Last edited: Aug 3, 2015
7. Aug 3, 2015

### Dadface

Thank you very much mfb, DaleSpam and PAllen,
I've scanned the references and they look great. Now I've got some reading to do.

8. Aug 3, 2015

### bcrowell

Staff Emeritus
The equation $m^2=E^2-p^2$ (in units with c=1) is the definition of the mass of a system, so it applies regardless of whether the system has internal structure.

9. Aug 3, 2015

### Staff: Mentor

For a very simple example of how what bcrowell says here will play out, consider a system containing two particles of equal mass and connected with a massless spring so that they're always moving in in opposite directions with equal speed as they fly apart and then back towards one another.

If you consider the system to be the two particles and the spring, you'll find that $p$ is zero (equal masses moving in opposite directions), $E$ is constant (energy is conserved), and you'll be able to calculate the rest mass of the system using $m^2=E^2-p^2$.

If you consider either particle to be the system, you will find that the kinetic energy and momentum are changing over time, but you'll be able to calculate the rest mass of the particle.

The thing you have to watch out for is that you cannot assume that the rest mass of the two-particle-plus-massless-spring will be equal to the sum of the rest masses of the two individual particles. It won't be, because you won't be accounting for the potential energy in the spring or the kinetic energy of the particles.

10. Aug 4, 2015

### Dadface

Thank you bcrowell and Nugatory. I think my question has been answered well by all people here.

11. Aug 4, 2015

### vanhees71

In Nugatory's example of #9, the total invariant mass (and that's the only notion of mass accepted by modern physicists) is the sum of the masses of the two particles plus the total intrinsic excitation energy (divided by $c^2$), which sum is constant and the total energy of the system as measured in the center-momentum frame, where the center of momentum is at rest. The excitation energy consists of the kinetic energy of the particle and the potential energy in the spring at any moment.

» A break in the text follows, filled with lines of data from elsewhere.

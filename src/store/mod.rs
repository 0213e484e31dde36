//! Model Store
//!
//! 学習済みモデルのキー付きレジストリ（単一ライター／複数リーダー）。
//! 更新は常に `Arc` の差し替えで行い、読み手が更新途中の状態を見ることはない。
//! エンティティ削除・全削除は世代を進め、それ以前に始まった学習の反映を拒否する。

use crate::interfaces::PersistedModel;
use crate::model::{
    CorrelationProfile, EntityId, MetricName, ModelKey, SeasonalProfile, StatisticalModel,
};
use serde::Serialize;
use std::collections::{BTreeSet, HashMap};
use std::sync::Arc;
use tokio::sync::RwLock;
use tracing::debug;

/// 1エンティティ分の学習結果
///
/// 同一の履歴スナップショットから学習されたモデルをまとめて反映する。
/// `None` や欠けているメトリクスは前回のモデルを維持する。
#[derive(Debug, Clone)]
pub struct EntityModels {
    pub entity_id: EntityId,
    pub statistical: Vec<StatisticalModel>,
    pub seasonal: Option<SeasonalProfile>,
    pub correlation: Option<CorrelationProfile>,
}

impl EntityModels {
    pub fn new(entity_id: EntityId) -> Self {
        Self {
            entity_id,
            statistical: Vec::new(),
            seasonal: None,
            correlation: None,
        }
    }

    pub fn is_empty(&self) -> bool {
        self.statistical.is_empty() && self.seasonal.is_none() && self.correlation.is_none()
    }
}

/// ストア統計
#[derive(Debug, Clone, Copy, Default, PartialEq, Eq, Serialize)]
pub struct StoreStats {
    pub statistical_models: usize,
    pub seasonal_profiles: usize,
    pub correlation_profiles: usize,
    pub entities: usize,
}

/// 学習開始時点のエンティティ世代
#[derive(Debug, Clone, Copy, PartialEq, Eq)]
pub struct Generation {
    epoch: u64,
    removals: u64,
}

#[derive(Default)]
struct Models {
    statistical: HashMap<ModelKey, Arc<StatisticalModel>>,
    seasonal: HashMap<EntityId, Arc<SeasonalProfile>>,
    correlation: HashMap<EntityId, Arc<CorrelationProfile>>,
    /// `clear` の回数
    epoch: u64,
    /// エンティティごとの `remove_entity` 回数（削除後も保持）
    removals: HashMap<EntityId, u64>,
}

impl Models {
    fn generation(&self, entity_id: &EntityId) -> Generation {
        Generation {
            epoch: self.epoch,
            removals: self.removals.get(entity_id).copied().unwrap_or(0),
        }
    }
}

/// モデルストア
#[derive(Default)]
pub struct ModelStore {
    models: RwLock<Models>,
}

impl ModelStore {
    pub fn new() -> Self {
        Self::default()
    }

    /// エンティティの現在の世代
    pub async fn generation(&self, entity_id: &EntityId) -> Generation {
        self.models.read().await.generation(entity_id)
    }

    /// 世代が `generation` のままか
    pub async fn is_current(&self, entity_id: &EntityId, generation: Generation) -> bool {
        self.models.read().await.generation(entity_id) == generation
    }

    /// エンティティの学習結果を一括で反映
    pub async fn commit(&self, update: EntityModels) {
        let generation = self.generation(&update.entity_id).await;
        self.commit_if_current(update, generation).await;
    }

    /// 世代が変わっていなければ学習結果を反映
    ///
    /// 世代の確認と反映は同じ書き込みロック内で行う。学習中に登録解除・全削除された
    /// 場合は何も反映せず `false` を返す。
    pub async fn commit_if_current(&self, update: EntityModels, generation: Generation) -> bool {
        if update.is_empty() {
            return self.is_current(&update.entity_id, generation).await;
        }

        let statistical: Vec<(ModelKey, Arc<StatisticalModel>)> = update
            .statistical
            .into_iter()
            .map(|m| (m.key.clone(), Arc::new(m)))
            .collect();
        let seasonal = update.seasonal.map(Arc::new);
        let correlation = update.correlation.map(Arc::new);

        let mut models = self.models.write().await;
        if models.generation(&update.entity_id) != generation {
            drop(models);
            debug!(entity = %update.entity_id, "Entity removed during training, discarding models");
            return false;
        }
        let replaced = statistical.len();
        for (key, model) in statistical {
            models.statistical.insert(key, model);
        }
        if let Some(profile) = seasonal {
            models.seasonal.insert(update.entity_id.clone(), profile);
        }
        if let Some(profile) = correlation {
            models.correlation.insert(update.entity_id.clone(), profile);
        }
        drop(models);

        debug!(entity = %update.entity_id, statistical = replaced, "Models committed");
        true
    }

    /// 永続化済みモデルを1件投入（ウォームスタート用）
    pub async fn insert(&self, model: PersistedModel) {
        let mut models = self.models.write().await;
        match model {
            PersistedModel::Statistical(m) => {
                models.statistical.insert(m.key.clone(), Arc::new(m));
            }
            PersistedModel::Seasonal(p) => {
                models.seasonal.insert(p.entity_id.clone(), Arc::new(p));
            }
            PersistedModel::Correlation(p) => {
                models.correlation.insert(p.entity_id.clone(), Arc::new(p));
            }
        }
    }

    pub async fn statistical(&self, key: &ModelKey) -> Option<Arc<StatisticalModel>> {
        self.models.read().await.statistical.get(key).cloned()
    }

    pub async fn seasonal(&self, entity_id: &EntityId) -> Option<Arc<SeasonalProfile>> {
        self.models.read().await.seasonal.get(entity_id).cloned()
    }

    pub async fn correlation(&self, entity_id: &EntityId) -> Option<Arc<CorrelationProfile>> {
        self.models.read().await.correlation.get(entity_id).cloned()
    }

    /// エンティティの統計モデル一覧（メトリクス名順）
    pub async fn statistical_for_entity(
        &self,
        entity_id: &EntityId,
    ) -> Vec<Arc<StatisticalModel>> {
        let models = self.models.read().await;
        let mut found: Vec<Arc<StatisticalModel>> = models
            .statistical
            .iter()
            .filter(|(key, _)| &key.entity_id == entity_id)
            .map(|(_, model)| model.clone())
            .collect();
        found.sort_by(|a, b| a.key.metric.cmp(&b.key.metric));
        found
    }

    /// 学習済みメトリクス名
    pub async fn trained_metrics(&self, entity_id: &EntityId) -> Vec<MetricName> {
        self.statistical_for_entity(entity_id)
            .await
            .iter()
            .map(|m| m.key.metric.clone())
            .collect()
    }

    /// モデルを持つエンティティ一覧
    pub async fn entities(&self) -> Vec<EntityId> {
        let models = self.models.read().await;
        let entities: BTreeSet<EntityId> = models
            .statistical
            .keys()
            .map(|k| k.entity_id.clone())
            .chain(models.seasonal.keys().cloned())
            .chain(models.correlation.keys().cloned())
            .collect();
        entities.into_iter().collect()
    }

    /// エンティティの全モデルを削除
    pub async fn remove_entity(&self, entity_id: &EntityId) -> usize {
        let mut models = self.models.write().await;
        let before = models.statistical.len();
        models.statistical.retain(|key, _| &key.entity_id != entity_id);
        let mut removed = before - models.statistical.len();
        removed += usize::from(models.seasonal.remove(entity_id).is_some());
        removed += usize::from(models.correlation.remove(entity_id).is_some());
        *models.removals.entry(entity_id.clone()).or_insert(0) += 1;
        removed
    }

    /// 全モデルを削除
    pub async fn clear(&self) {
        let mut models = self.models.write().await;
        models.statistical.clear();
        models.seasonal.clear();
        models.correlation.clear();
        models.removals.clear();
        models.epoch += 1;
    }

    /// ストア統計
    pub async fn stats(&self) -> StoreStats {
        let entities = self.entities().await.len();
        let models = self.models.read().await;
        StoreStats {
            statistical_models: models.statistical.len(),
            seasonal_profiles: models.seasonal.len(),
            correlation_profiles: models.correlation.len(),
            entities,
        }
    }
}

This example is, however, pretty tricky to formulate a concrete dynamical model for this thought experiment.

A simpler example for the meaning of the energy-mass-equivalence principle is a cavity with walls at a given temperature, taking into account the black-body radiation. A pretty straight-forward calculation shows that the invariant mass of the cavity is given by the mass of the cavity itself plus the thermal radiation energy (in natural units $\hbar=c=1$):
$$m_{\text{tot}}=m_{\text{cavity}}+U_{\text{rad}} \quad \text{with} \quad U=\frac{\pi^2 V_0}{15} T^4,$$
where $V_0$ is the proper volume of the cavity (i.e., the volume measured by an observer at rest with respect to the cavity). As one can see that's a manifestly covariant expression by definition since the proper volume as well as the temperature and the rest mass of the cavity are all Lorentz scalars!